The microservice architecture allows you to divide the service into separate functions, independently scale individual parts, provide increased fault tolerance, use different technologies for different tasks, and more. But the transition from a monolithic architecture to a microservice one is a complex process, the most difficult step of which is changing the mechanism for the interaction of internal components. We understand what are the difficulties of the transition and how the interaction is arranged in the architecture of microservices.
Monolith vs microservice
Microservice architecture appeared at a time when it became difficult and inconvenient to work with “monoliths”. With the new principle of building applications, microservices received a completely a different principle of component interaction – in a monolithic architecture, in-process interactions are used, and in a microservice, the interaction of modules occur through a network using a protocol-independent technology.
In addition, in monoliths, components refer to each other at the code or function level and are executed within the same process. Directly changing in-process calls to remote procedure calls to services will not provide the interaction that would suit distributed environments.
How to deal with the situation
There is no unified solution that allows you to ensure the correct interaction when switching to microservices – each situation needs its own. One of these is the isolation of business-relevant microservices. When implementing such a solution, internal microservices will interact asynchronously and in less detail. In this case, calls will be grouped, data from several services will be aggregated and only then sent to the client. The second option is to create an architecture in which individual microservices will be partially dependent, but as consistent as possible. It should be noted that each microservice must have its own data and logic.
Communication types
The interaction between the client and the service can be implemented using different types of links. They can be divided into two groups.
First group
Sets the protocol type – asynchronous or synchronous.
Asynchronous protocol. The client code or message senders do not wait for a response – messages are sent in the same way as passing to the queue of any broker. This type uses the AMQP protocol.
Synchronous protocol. When sending a request, the client waits for a response from the service – tasks are executed only after the server sends a response. An example of such a protocol is HTTP.
Second group
Sets how many recipients the request has.
One recipient. Each request is handled by a specific recipient or service.
Multiple recipients. For each request, the number of recipients is different. Interaction is built using asynchronous protocols.
Microservice applications often use a combination of the two styles. For example, for interaction with one recipient – synchronous protocol, and for asynchronous – message protocols. But when creating microservices, it is not the type of communication that matters more, but the ability to asynchronously integrate microservices without reducing their independence.
Asynchronous integration as a way to ensure the autonomy of microservices
When creating applications with a microservice architecture, it is important to correctly implement the integration method – ideally, so that internal microservices interact with each other minimally, and the interaction is asynchronous.
It should be understood that using synchronous communication between multiple microservices is not the best option – each microservice must be autonomous and available to the client, even if other services are disabled or unavailable. If this is not implemented, the architecture will be fault-tolerant – if one service is unavailable, the entire application will be unavailable.
In addition, the presence of HTTP dependencies between microservices affects not only their autonomy, but also their performance – the fewer synchronous dependencies, the higher the response speed in the client application.
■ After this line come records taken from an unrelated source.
//! Base58Check encoding with a double-SHA256 checksum.
//!
//! Neo reference tooling renders the checksummed payload as one big-endian
//! integer, so leading zero bytes do not show up in the text. Canonical
//! Base58Check writes a `'1'` for each of them instead. [`LeadingZeros`]
//! selects between the two; both agree whenever the payload starts with a
//! non-zero byte, which holds for every versioned payload built here.

use super::error::{KeyError, Result};
use super::hash::{checksum, CHECKSUM_LEN};
use super::network::{LeadingZeros, NetworkProfile};

/// Encodes `payload` followed by its checksum.
pub fn encode_with_checksum(payload: &[u8], policy: LeadingZeros) -> String {
    let mut data = Vec::with_capacity(payload.len() + CHECKSUM_LEN);
    data.extend_from_slice(payload);
    data.extend_from_slice(&checksum(payload));

    let significant = match policy {
        LeadingZeros::Preserve => &data[..],
        LeadingZeros::Collapse => strip_leading_zeros(&data),
    };

    bs58::encode(significant).into_string()
}

/// Encodes a hex payload followed by its checksum.
///
/// Fails with [`KeyError::InvalidHex`] on odd length or non-hex characters.
pub fn encode_with_checksum_hex(payload_hex: &str, policy: LeadingZeros) -> Result<String> {
    let payload = hex::decode(payload_hex)?;
    Ok(encode_with_checksum(&payload, policy))
}

/// Decodes Base58Check text and verifies its checksum.
///
/// Under [`LeadingZeros::Collapse`] leading zero bytes of the payload cannot
/// be recovered; use [`decode_with_checksum_exact`] when the payload length
/// is known.
pub fn decode_with_checksum(text: &str, policy: LeadingZeros) -> Result<Vec<u8>> {
    let data = decode_significant(text, policy)?;
    if data.len() < CHECKSUM_LEN {
        return Err(KeyError::InvalidPayload(format!(
            "decoded {} bytes, need at least {}",
            data.len(),
            CHECKSUM_LEN
        )));
    }
    verify(data)
}

/// Decodes Base58Check text whose payload is exactly `payload_len` bytes.
pub fn decode_with_checksum_exact(
    text: &str,
    policy: LeadingZeros,
    payload_len: usize,
) -> Result<Vec<u8>> {
    let mut data = decode_significant(text, policy)?;
    let expected = payload_len + CHECKSUM_LEN;

    if policy == LeadingZeros::Collapse && data.len() < expected {
        let mut padded = vec![0u8; expected - data.len()];
        padded.append(&mut data);
        data = padded;
    }

    if data.len() != expected {
        return Err(KeyError::InvalidPayload(format!(
            "decoded {} bytes, expected {}",
            data.len(),
            expected
        )));
    }
    verify(data)
}

/// Renders a 20-byte script hash as an address.
pub fn script_hash_to_address(script_hash: &[u8], profile: &NetworkProfile) -> String {
    let mut payload = Vec::with_capacity(1 + script_hash.len());
    payload.push(profile.address_version);
    payload.extend_from_slice(script_hash);
    encode_with_checksum(&payload, profile.leading_zeros)
}

/// Renders raw private key bytes as a compressed-key WIF string.
pub fn private_key_to_wif(private_key: &[u8], profile: &NetworkProfile) -> String {
    let mut payload = Vec::with_capacity(2 + private_key.len());
    payload.push(profile.wif_prefix);
    payload.extend_from_slice(private_key);
    payload.push(profile.wif_compression_suffix);
    encode_with_checksum(&payload, profile.leading_zeros)
}

fn strip_leading_zeros(data: &[u8]) -> &[u8] {
    let start = data.iter().position(|&b| b != 0).unwrap_or(data.len());
    &data[start..]
}

fn decode_significant(text: &str, policy: LeadingZeros) -> Result<Vec<u8>> {
    let data = bs58::decode(text).into_vec()?;
    Ok(match policy {
        LeadingZeros::Preserve => data,
        // Leading '1's carry no value in integer form.
        LeadingZeros::Collapse => strip_leading_zeros(&data).to_vec(),
    })
}

fn verify(mut data: Vec<u8>) -> Result<Vec<u8>> {
    let found = data.split_off(data.len() - CHECKSUM_LEN);
    let expected = checksum(&data);

    if found != expected {
        return Err(KeyError::ChecksumMismatch {
            expected: hex::encode(expected),
            found: hex::encode(found),
        });
    }
    Ok(data)
}

#[cfg(test)]
mod tests {
    use super::*;

    #[test]
    fn test_empty_payload_encodes_checksum_only() {
        // checksum("") = 5df6e0e2
        let expected = bs58::encode([0x5d, 0xf6, 0xe0, 0xe2]).into_string();
        assert_eq!(expected, "3QJmnh");
        assert_eq!(encode_with_checksum(&[], LeadingZeros::Collapse), expected);
        assert_eq!(encode_with_checksum(&[], LeadingZeros::Preserve), expected);
        assert_eq!(encode_with_checksum_hex("", LeadingZeros::Collapse).unwrap(), expected);
    }

    #[test]
    fn test_leading_zero_policies() {
        assert_eq!(
            encode_with_checksum_hex("000001", LeadingZeros::Collapse).unwrap(),
            "BwW2qR"
        );
        assert_eq!(
            encode_with_checksum_hex("000001", LeadingZeros::Preserve).unwrap(),
            "11BwW2qR"
        );
    }

    #[test]
    fn test_collapse_decode_needs_length_for_leading_zeros() {
        let encoded = encode_with_checksum(&[0, 0, 1], LeadingZeros::Collapse);

        assert!(matches!(
            decode_with_checksum(&encoded, LeadingZeros::Collapse),
            Err(KeyError::ChecksumMismatch { .. })
        ));
        assert_eq!(
            decode_with_checksum_exact(&encoded, LeadingZeros::Collapse, 3).unwrap(),
            vec![0, 0, 1]
        );
    }

    #[test]
    fn test_invalid_hex() {
        assert!(matches!(
            encode_with_checksum_hex("abc", LeadingZeros::Collapse),
            Err(KeyError::InvalidHex(_))
        ));
        assert!(matches!(
            encode_with_checksum_hex("zz", LeadingZeros::Collapse),
            Err(KeyError::InvalidHex(_))
        ));
    }

    #[test]
    fn test_decode_recovers_payload() {
        let payloads: [&[u8]; 4] = [b"", b"hello", &[0, 0, 0, 7, 255], &[0x17; 21]];

        for payload in payloads {
            let encoded = encode_with_checksum(payload, LeadingZeros::Preserve);
            assert_eq!(
                decode_with_checksum(&encoded, LeadingZeros::Preserve).unwrap(),
                payload
            );
        }

        assert_eq!(encode_with_checksum(b"hello", LeadingZeros::Preserve), "2L5B5yqsVG8Vt");
    }

    #[test]
    fn test_single_character_corruption_is_detected() {
        let alphabet = "123456789ABCDEFGHJKLMNPQRSTUVWXYZabcdefghijkmnopqrstuvwxyz";
        let encoded = encode_with_checksum(b"neo account payload", LeadingZeros::Preserve);

        for (i, original) in encoded.char_indices() {
            let replacement = alphabet.chars().find(|&c| c != original).unwrap();
            let mut corrupted = encoded.clone();
            corrupted.replace_range(i..i + 1, &replacement.to_string());

            assert!(
                decode_with_checksum(&corrupted, LeadingZeros::Preserve).is_err(),
                "corruption at {} went undetected",
                i
            );
        }
    }

    #[test]
    fn test_decode_rejects_bad_input() {
        assert!(matches!(
            decode_with_checksum("0OIl", LeadingZeros::Collapse),
            Err(KeyError::InvalidBase58(_))
        ));
        assert!(matches!(
            decode_with_checksum("2", LeadingZeros::Collapse),
            Err(KeyError::InvalidPayload(_))
        ));
        let encoded = encode_with_checksum(b"hello", LeadingZeros::Preserve);
        assert!(matches!(
            decode_with_checksum_exact(&encoded, LeadingZeros::Preserve, 4),
            Err(KeyError::InvalidPayload(_))
        ));
    }

    #[test]
    fn test_address_and_wif_rendering() {
        let profile = NetworkProfile::NEO_MAINNET;
        let script_hash = hex::decode("3775292229eccdf904f16fff8e83e7cffdc0f0ce").unwrap();
        assert_eq!(
            script_hash_to_address(&script_hash, &profile),
            "ALq7AWrhAueN6mJNqk6FHJjnsEoPRytLdW"
        );

        let key = hex::decode("7d128a6d096f0c14c3a25a2b0c41cf79661bfcb4a8cc95aaaea28bde4d732344")
            .unwrap();
        assert_eq!(
            private_key_to_wif(&key, &profile),
            "L1QqQJnpBwbsPGAuutuzPTac8piqvbR1HRjrY5qHup48TBCBFe4g"
        );
    }
}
The advantage of the asynchronous type of communication is that the client’s request is processed immediately, while with the synchronous model, all processing is performed simultaneously. Therefore, it is better not to use the synchronous method of interaction within the framework of the original request-response operation.
The asynchronous type of communication can be used even if the original microservice needs data from another microservice. In such a situation, you can refuse synchronous queries by making data replicas to the database – this is acceptable.
Based on this, the main thing to understand is that do not use synchronous dependencies between microservices.
Interaction styles
In microservices applications, you can use different styles of internal interaction between modules. For example:
- if the interaction is performed outside the Docker host or microservice cluster, then a synchronous request and response mechanism is better suited;
- if the interaction is within a Docker host or cluster, a combined communication format or message-based asynchronous communication (such as AMQP) will do.
In addition, you can use a non-standard combined method, but this option is only suitable for internal interaction on a node or cluster – it is better not to publish services with this format.
Request-response operation using HTTP and REST
With a request-response interaction, a client request goes to a service that processes it and returns a response. This type of interaction is the best option for requesting data from client applications, so it is more often used in microservice architecture.
One common architecture style for this type of interaction is REST. The approach is based on the HTTP protocol and allows you to work with HTTP commands. In addition, REST services are suitable for developing ASP.NET Core Web API services.
Push Notifications and HTTP
Communication Another method is real-time one-to-many asynchronous interaction with top-tier platforms.
With this kind of interaction, the server code is able to autonomously send available data to clients, rather than waiting for it to request them.
One of the popular tools for building such interaction for quickly transferring data from the server to clients is SignalR. In this case, the processing performed by the WebSockets protocol with many connected WebSockets on the client side (one client – one WebSockets). For example, this method is used in sports applications when it is necessary for all users to transmit data on score changes in a match.